BBC Radio 3 4 ve World Service için müzik programları ve belgeseller hazırlayıp sunan Stephen Johnson'a ciddi bipolar depresyon teşhisi kondu. Ölümcül olabilecek bu depresyon girdabında onun hayatta kalmasına yardımcı olduğunu söylediği şey ise Şostakoviç'in müziğiydi.
İkinci Dünya Savaşı sırasında Alman kuşatması altında yazdığı 7. Senfoni (Leningrad Senfonisi) ile işgale karşı başlatılan büyük ulusal direnişin en güçlü sembollerinden biri olan Dmitri Şostakoviç 20. yüzyılın en önemli bestecilerinden biri olarak kabul edilir.

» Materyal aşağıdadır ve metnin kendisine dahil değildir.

// =============================================================================
// state.rs — The assembled interception layer
// =============================================================================
//
// InceptionLayer is what the guest sees: every query family routed either to
// its substitute or to the real platform, decided once by the Registry.
// Symbol granularity is kept: a capability whose optional symbol could not be
// resolved still answers that symbol from the real platform.
//
// One process-wide instance lives in LAYER, installed by mirage_init().
// =============================================================================

use crate::error::LayerError;
use crate::interpose::{Capability, HookTable, Registry};
use crate::platform::{
    ClockApi, CommandLineApi, LocaleApi, Platform, PowerApi, RawHandle, Real, SleepApi, VolumeApi,
    VolumeInformation,
};
use crate::reals::Symbol;
use crate::syscalls::{
    CommandLineOverride, ExecutionStateBlocker, LocaleOverride, MaskedVolumes, ScaledClock,
    ScaledSleep,
};
use mirage_config::PolicyStore;
use once_cell::sync::OnceCell;
use serde::Serialize;
use std::borrow::Cow;
use std::collections::BTreeSet;
use std::sync::Arc;

static LAYER: OnceCell<InceptionLayer> = OnceCell::new();

pub struct InceptionLayer {
    pub(crate) real: Real,
    pub(crate) hooks: HookTable,
    pub(crate) active: BTreeSet<Capability>,
    pub(crate) command_line: Option<CommandLineOverride>,
    pub(crate) power: Option<ExecutionStateBlocker>,
    pub(crate) clock: Option<ScaledClock>,
    pub(crate) sleep: Option<ScaledSleep>,
    pub(crate) locale: Option<LocaleOverride>,
    pub(crate) volumes: Option<MaskedVolumes>,
}

/// Snapshot reported by `mirage_get_telemetry` and `mirage probe`.
#[derive(Debug, Clone, Serialize)]
pub struct LayerStatus {
    pub pid: u32,
    pub capabilities: Vec<Capability>,
    pub hooked: Vec<&'static str>,
    pub command_line_rewritten: bool,
    pub lcid: Option<u32>,
    pub cached_serials: usize,
}

impl InceptionLayer {
    /// Run every capability against `policy` and assemble the layer.
    pub fn init(platform: Arc<dyn Platform>, policy: Arc<dyn PolicyStore>) -> Self {
        let layer = Registry::new(platform, policy).activate_all().build();
        mirage_config::log_layer_info!("inception layer ready", hooked = layer.hooks.len());
        layer
    }

    /// Install `layer` as the process-wide instance. The first install wins;
    /// a later one is handed back.
    pub fn install_global(layer: InceptionLayer) -> Result<&'static InceptionLayer, InceptionLayer> {
        LAYER.try_insert(layer).map_err(|(_, rejected)| rejected)
    }

    pub fn get() -> Option<&'static InceptionLayer> {
        LAYER.get()
    }

    pub fn hooks(&self) -> &HookTable {
        &self.hooks
    }

    pub fn is_hooked(&self, symbol: Symbol) -> bool {
        self.hooks.is_hooked(symbol)
    }

    pub fn is_active(&self, capability: Capability) -> bool {
        self.active.contains(&capability)
    }

    pub fn command_line_override(&self) -> Option<&CommandLineOverride> {
        self.command_line.as_ref()
    }

    pub fn locale_override(&self) -> Option<&LocaleOverride> {
        self.locale.as_ref()
    }

    pub fn masked_volumes(&self) -> Option<&MaskedVolumes> {
        self.volumes.as_ref()
    }

    pub fn real(&self) -> &Real {
        &self.real
    }

    pub fn status(&self) -> LayerStatus {
        LayerStatus {
            pid: std::process::id(),
            capabilities: self.active.iter().copied().collect(),
            hooked: self.hooks.installed().map(Symbol::name).collect(),
            command_line_rewritten: self.command_line.is_some(),
            lcid: self.locale.as_ref().map(LocaleOverride::lcid),
            cached_serials: self.volumes.as_ref().map_or(0, |v| v.cache().len()),
        }
    }

    fn command_line_for(&self, symbol: Symbol) -> &dyn CommandLineApi {
        match &self.command_line {
            Some(cmd) if self.hooks.is_hooked(symbol) => cmd,
            _ => &self.real,
        }
    }

    fn power(&self) -> &dyn PowerApi {
        match &self.power {
            Some(blocker) if self.hooks.is_hooked(Symbol::SetThreadExecutionState) => blocker,
            _ => &self.real,
        }
    }

    fn clock_for(&self, symbol: Symbol) -> &dyn ClockApi {
        match &self.clock {
            Some(clock) if self.hooks.is_hooked(symbol) => clock,
            _ => &self.real,
        }
    }

    fn sleeper(&self) -> &dyn SleepApi {
        match &self.sleep {
            Some(sleep) if self.hooks.is_hooked(Symbol::SleepEx) => sleep,
            _ => &self.real,
        }
    }

    fn locale_for(&self, symbol: Symbol) -> &dyn LocaleApi {
        match &self.locale {
            Some(locale) if self.hooks.is_hooked(symbol) => locale,
            _ => &self.real,
        }
    }

    fn volumes(&self) -> &dyn VolumeApi {
        match &self.volumes {
            Some(volumes) if self.hooks.is_hooked(Symbol::GetVolumeInformationByHandleW) => volumes,
            _ => &self.real,
        }
    }
}

impl CommandLineApi for InceptionLayer {
    fn command_line_wide(&self) -> Cow<'_, [u16]> {
        self.command_line_for(Symbol::GetCommandLineW).command_line_wide()
    }

    fn command_line_narrow(&self) -> Cow<'_, [u8]> {
        self.command_line_for(Symbol::GetCommandLineA).command_line_narrow()
    }
}

impl PowerApi for InceptionLayer {
    fn set_thread_execution_state(&self, flags: u32) -> Result<u32, LayerError> {
        self.power().set_thread_execution_state(flags)
    }
}

impl ClockApi for InceptionLayer {
    fn tick_count(&self) -> u32 {
        self.clock_for(Symbol::GetTickCount).tick_count()
    }

    fn tick_count64(&self) -> u64 {
        self.clock_for(Symbol::GetTickCount64).tick_count64()
    }

    fn unbiased_interrupt_time(&self) -> Option<u64> {
        self.clock_for(Symbol::QueryUnbiasedInterruptTime)
            .unbiased_interrupt_time()
    }

    fn performance_counter(&self) -> Option<i64> {
        self.clock_for(Symbol::QueryPerformanceCounter)
            .performance_counter()
    }
}

impl SleepApi for InceptionLayer {
    fn sleep_ex(&self, millis: u32, alertable: bool) -> u32 {
        self.sleeper().sleep_ex(millis, alertable)
    }
}

impl LocaleApi for InceptionLayer {
    fn user_default_ui_language(&self) -> u16 {
        self.locale_for(Symbol::GetUserDefaultUILanguage)
            .user_default_ui_language()
    }

    fn user_default_locale_name(&self) -> Option<String> {
        self.locale_for(Symbol::GetUserDefaultLocaleName)
            .user_default_locale_name()
    }

    fn user_default_lcid(&self) -> u32 {
        self.locale_for(Symbol::GetUserDefaultLCID).user_default_lcid()
    }

    fn user_default_lang_id(&self) -> u16 {
        self.locale_for(Symbol::GetUserDefaultLangID)
            .user_default_lang_id()
    }

    fn user_default_geo_name(&self) -> Option<String> {
        self.locale_for(Symbol::GetUserDefaultGeoName)
            .user_default_geo_name()
    }

    fn system_default_ui_language(&self) -> u16 {
        self.locale_for(Symbol::GetSystemDefaultUILanguage)
            .system_default_ui_language()
    }

    fn system_default_locale_name(&self) -> Option<String> {
        self.locale_for(Symbol::GetSystemDefaultLocaleName)
            .system_default_locale_name()
    }

    fn system_default_lcid(&self) -> u32 {
        self.locale_for(Symbol::GetSystemDefaultLCID)
            .system_default_lcid()
    }

    fn system_default_lang_id(&self) -> u16 {
        self.locale_for(Symbol::GetSystemDefaultLangID)
            .system_default_lang_id()
    }
}

impl VolumeApi for InceptionLayer {
    fn volume_information(&self, handle: RawHandle) -> Result<VolumeInformation, LayerError> {
        self.volumes().volume_information(handle)
    }
}

#[cfg(test)]
mod tests {
    use super::*;
    use crate::testing::FakePlatform;
    use mirage_config::keys;
    use mirage_config::testing::TestPolicy;

    #[test]
    fn test_disabled_layer_is_transparent() {
        let platform = Arc::new(
            FakePlatform::new()
                .with_ticks(1000)
                .with_lcid(0x0411)
                .with_volume(3, 0x1234_5678, r"\Device\HarddiskVolume3"),
        );
        let layer = InceptionLayer::init(platform.clone(), Arc::new(TestPolicy::new().build()));

        assert!(layer.hooks().is_empty());
        assert_eq!(layer.tick_count(), 1000);
        assert_eq!(layer.user_default_lcid(), 0x0411);
        assert_eq!(layer.volume_information(3).unwrap().serial_number, 0x1234_5678);
        assert_eq!(layer.set_thread_execution_state(1), Ok(0));
        assert_eq!(layer.command_line_wide(), platform.command_line_wide());
    }

    #[test]
    fn test_unresolved_optional_symbol_reads_real_value() {
        let platform = Arc::new(
            FakePlatform::new()
                .with_ticks(1000)
                .without(Symbol::GetTickCount64),
        );
        let policy = TestPolicy::new()
            .flag(keys::USE_CHANGE_SPEED)
            .number(keys::ADD_TICK_SPEED, 3)
            .build();
        let layer = InceptionLayer::init(platform, Arc::new(policy));

        assert_eq!(layer.tick_count(), 3000);
        assert_eq!(layer.tick_count64(), 1000);
    }

    #[test]
    fn test_status_reports_active_state() {
        let platform = Arc::new(FakePlatform::new().with_volume(3, 9, r"\Device\HarddiskVolume3"));
        let policy = TestPolicy::new()
            .number(keys::CUSTOM_LCID, 0x0407)
            .flag(keys::HIDE_DISK_SERIAL_NUMBER)
            .build();
        let layer = InceptionLayer::init(platform, Arc::new(policy));
        layer.volume_information(3).unwrap();

        let status = layer.status();
        assert_eq!(status.lcid, Some(0x0407));
        assert_eq!(status.cached_serials, 1);
        assert!(!status.command_line_rewritten);
        assert!(status.hooked.contains(&"GetUserDefaultLCID"));
        assert!(status.capabilities.contains(&Capability::HideDiskSerial));
    }
}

Dünya devrim tarihine besteleriyle adını yazdıran bu büyük müzisyen aynı zamanda şimdiye kadar yazılmış en karanlık en umutsuz müziklerden bazılarının bestecisidir.
Bu müziğin Stephen'a ve onun gibi diğer insanlara söyleyecek bir şeyi nasıl olabilir?
Şostakoviç Zihnimi Nasıl Değiştirdi bestecinin müziğini ve kısmen hayatını ele almanın çok ötesine geçiyor ve müziği nasıl algıladığımızı depresyonun yıkıcı etkilerini ve müzik sayesinde duygular ve insanlıkla nasıl yeniden bağ kurabildiğimizi yazarın kişisel deneyimlerinin tanıklığında ortaya koyuyor.
Nöroloji bilimi beynin müziği nasıl işlediğini ve daha derin bir entelektüel ve duygusal seviyede müziği nasıl anlamlandırdığını anlama noktasında büyük adımlar attı ve atmaya devam ediyor. Bu kitap yüzyıllar önce akıl hastalıklarının tedavisinde kullanılan müziğin bu yönüne bir tanıklık niteliği taşıyor.
"Hepimiz kendi hikâyelerimizi bu müziğe taşırız. Ne var ki Şostakoviç'in müziğinde bir şeyler bize bu nihai bireysellik ânında bile yalnız olmadığımızı hissettirir. Leningrad Filarmoni Büyük Salonu'nda Şostakoviç'in Leningrad Senfonisi'ni çalan ve dinleyen kuşatma altındaki insanlara bu şekilde hissettirmişti; çok daha fazla mütevazı çok daha az gösterişli bir şekliyle aynısını bana da yaptı."